Pacientes, não se precipitando e arriscando, com justificação, só perto da área, os jogadores tricotaram passes pela relva e, resumindo, geraram coisas. O central Osorio teve elasticidade de yoga para evitar um golo de Cervi, quase na linha. O pé esquerdo de Vinícius finalizou, à bruta, dois remates que deram canto. E, num deles, Azmoun desviou para a própria baliza a bola que tentou evitar que entrasse na zona do primeiro poste.
Antes, só um chutão que a gravidade abateu sobre Dzyuba o fez arrancar um canto, em que a marcação à zona do Benfica foi estática, o mesmo iraniano rematador apontou à baliza certa e só a mão de Vlachodimos reagiu, evitando o golo que, nos últimos cinco minutos, muita trepidação teria injetado na Luz - porque, às tantas, o Lyon empatou com o Leipzig no outro jogo do grupo e, sofrendo um golo, a equipa de Bruno Lage teria de vencer por três de diferença.

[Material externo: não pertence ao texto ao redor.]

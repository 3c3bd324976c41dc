#![deny(
    unsafe_code,
    missing_docs,
    dead_code,
    unused_results,
    non_snake_case,
    unreachable_pub
)]

//! Timing counter that paces motion commits against displayed frames.

use sprite_chase_core::{Command, Event};

/// Pure system emitting exactly one motion commit every `speed` frames.
///
/// The counter advances on every [`Event::FrameAdvanced`]. When it reaches
/// `speed` it resets to zero and a [`Command::CommitMotion`] is emitted for
/// that frame.
#[derive(Debug)]
pub struct Cadence {
    speed: u32,
    counter: u32,
}

impl Cadence {
    /// Creates a cadence committing once every `speed` frames.
    ///
    /// A zero speed is treated as one so the counter can always fire.
    #[must_use]
    pub fn new(speed: u32) -> Self {
        Self {
            speed: speed.max(1),
            counter: 0,
        }
    }

    /// Frames counted since the last commit.
    #[must_use]
    pub fn counter(&self) -> u32 {
        self.counter
    }

    /// Number of frames between two commits.
    #[must_use]
    pub fn speed(&self) -> u32 {
        self.speed
    }

    /// Consumes world events and emits commit commands when the window closes.
    pub fn handle(&mut self, events: &[Event], out: &mut Vec<Command>) {
        for event in events {
            if let Event::FrameAdvanced { .. } = event {
                self.counter += 1;
                if self.counter >= self.speed {
                    self.counter = 0;
                    out.push(Command::CommitMotion);
                }
            }
        }
    }
}

#[cfg(test)]
mod tests {
    use super::*;

    #[test]
    fn zero_speed_commits_every_frame() {
        let mut cadence = Cadence::new(0);
        let mut commands = Vec::new();
        cadence.handle(&[Event::FrameAdvanced { frame: 1 }], &mut commands);
        assert_eq!(commands, vec![Command::CommitMotion]);
    }

    #[test]
    fn unrelated_events_leave_counter_untouched() {
        let mut cadence = Cadence::new(4);
        let mut commands = Vec::new();
        cadence.handle(
            &[Event::TargetPlaced {
                position: sprite_chase_core::Position::new(1, 1),
            }],
            &mut commands,
        );
        assert_eq!(cadence.counter(), 0);
        assert!(commands.is_empty());
    }
}
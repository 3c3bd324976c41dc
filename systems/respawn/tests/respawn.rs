use std::collections::HashSet;

use sprite_chase_core::{Command, Event, GameConfig, Heading, Position};
use sprite_chase_system_respawn::Respawn;
use sprite_chase_world::{self as world, query, World};

#[test]
fn ten_thousand_grid_draws_stay_in_bounds_and_off_the_head() {
    let world = World::new(&GameConfig::grid(), Position::new(7, 2));
    let view = query::placement_view(&world);
    let mut respawn = Respawn::new(42);
    let mut seen = HashSet::new();

    for _ in 0..10_000 {
        let position = respawn.draw(&view);
        assert!(position.x() < 10 && position.y() < 10, "{position:?}");
        assert_ne!(position, Position::new(4, 4));
        let _ = seen.insert(position);
    }

    assert_eq!(seen.len(), 99, "every other cell should be reachable");
}

#[test]
fn ten_thousand_pixel_draws_stay_in_bounds_and_clear() {
    let config = GameConfig::pixel();
    let world = World::new(&config, Position::new(0, 0));
    let view = query::placement_view(&world);
    let mut respawn = Respawn::new(7);

    for _ in 0..10_000 {
        let position = respawn.draw(&view);
        assert!(position.x() <= 232 && position.y() <= 152, "{position:?}");
        assert!(!view.collides(position), "{position:?} overlaps the collector");
    }
}

#[test]
fn equal_seeds_produce_equal_sequences() {
    let world = World::new(&GameConfig::grid(), Position::new(7, 2));
    let view = query::placement_view(&world);
    let mut first = Respawn::new(1234);
    let mut second = Respawn::new(1234);

    let a: Vec<Position> = (0..64).map(|_| first.draw(&view)).collect();
    let b: Vec<Position> = (0..64).map(|_| second.draw(&view)).collect();
    assert_eq!(a, b);
}

#[test]
fn acquisition_is_followed_by_a_placement() {
    let mut config = GameConfig::grid();
    config.initial_heading = Heading::Right;
    let mut world = World::new(&config, Position::new(5, 4));
    let mut respawn = Respawn::new(9);

    let mut events = Vec::new();
    world::apply(&mut world, Command::CommitMotion, &mut events);
    world::apply(&mut world, Command::CheckTargetReached, &mut events);
    assert!(events
        .iter()
        .any(|event| matches!(event, Event::TargetReached { score: 1, .. })));

    let mut commands = Vec::new();
    respawn.handle(&events, &query::placement_view(&world), &mut commands);
    assert_eq!(commands.len(), 1);

    let mut placed = Vec::new();
    for command in commands {
        world::apply(&mut world, command, &mut placed);
    }
    match placed.as_slice() {
        [Event::TargetPlaced { position }] => assert_ne!(*position, Position::new(5, 4)),
        other => panic!("unexpected events: {other:?}"),
    }
}
use sprite_chase_core::{Buttons, Command, CoordinateMode, GameConfig, Heading, Position};
use sprite_chase_system_input::InputMapper;
use sprite_chase_world::{self as world, query, World};

fn sample(pressed: Buttons, mode: CoordinateMode) -> Vec<Command> {
    let mut mapper = InputMapper::new();
    let mut commands = Vec::new();
    mapper.handle(pressed, mode, &mut commands);
    commands
}

#[test]
fn grid_takes_highest_priority_direction() {
    assert_eq!(
        sample(Buttons::DOWN | Buttons::LEFT | Buttons::UP, CoordinateMode::Grid),
        vec![Command::SetHeading {
            heading: Heading::Up
        }]
    );
    assert_eq!(
        sample(Buttons::DOWN | Buttons::RIGHT, CoordinateMode::Grid),
        vec![Command::SetHeading {
            heading: Heading::Right
        }]
    );
}

#[test]
fn pixel_forwards_every_direction_without_face_buttons() {
    assert_eq!(
        sample(
            Buttons::UP | Buttons::LEFT | Buttons::A | Buttons::START,
            CoordinateMode::Pixel
        ),
        vec![Command::SetDirections {
            directions: Buttons::UP | Buttons::LEFT
        }]
    );
}

#[test]
fn released_pad_emits_nothing() {
    for mode in [CoordinateMode::Grid, CoordinateMode::Pixel] {
        assert!(sample(Buttons::empty(), mode).is_empty());
        assert!(sample(Buttons::B | Buttons::SELECT, mode).is_empty());
    }
}

#[test]
fn heading_survives_released_pad_in_world() {
    let mut world = World::new(&GameConfig::grid(), Position::new(7, 2));
    let mut mapper = InputMapper::new();
    let mut events = Vec::new();

    for pressed in [Buttons::LEFT, Buttons::empty(), Buttons::A] {
        let mut commands = Vec::new();
        mapper.handle(pressed, query::mode(&world), &mut commands);
        for command in commands {
            world::apply(&mut world, command, &mut events);
        }
    }

    assert_eq!(query::heading(&world), Heading::Left);
}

Nesta altura, já Pizzi se encostara ao banco com sede nos gestos, pediu água, hidratou-se e manteve-se em campo como nunca acontecera, esta época, na Liga dos Campeões, onde o espaço e o tempo diminuem em proporção inversa à exigência que aumenta, fazendo o tipo que mais tabelas, passes, ligações e acelerações de jogadas provoca e, enfim, mais jogo gera, ganhar importância numa equipa que, aqui, clama por jogadores que se elevem à dimensão da circunstância.
O Benfica ganhou na contagem certa de golos para cair da Liga dos Campeões e evitar uma queda chapada, com estrondo, no chão, para aterrar sobre o amparo da Liga Europa.
É aí que a mentalidade, de que o trintão Pizzi falou - entre o “temos que nos soltar mais” e o “povo português que limita-se um pouco a fazer o normal”, terá sido outra forma de mencionar, subtilmente, coisas como pedalada e acusar a pressão -, passará a ter que jogar.
Na espécie de segunda divisão das competições europeias, onde a noção europeia do Benfica, esta época, mais hipóteses terá de se sobrepor a adversários e ter uma aventura condizente à dimensão do clube, que a construiu chegando longe em provas da UEFA. Seja ela qual for."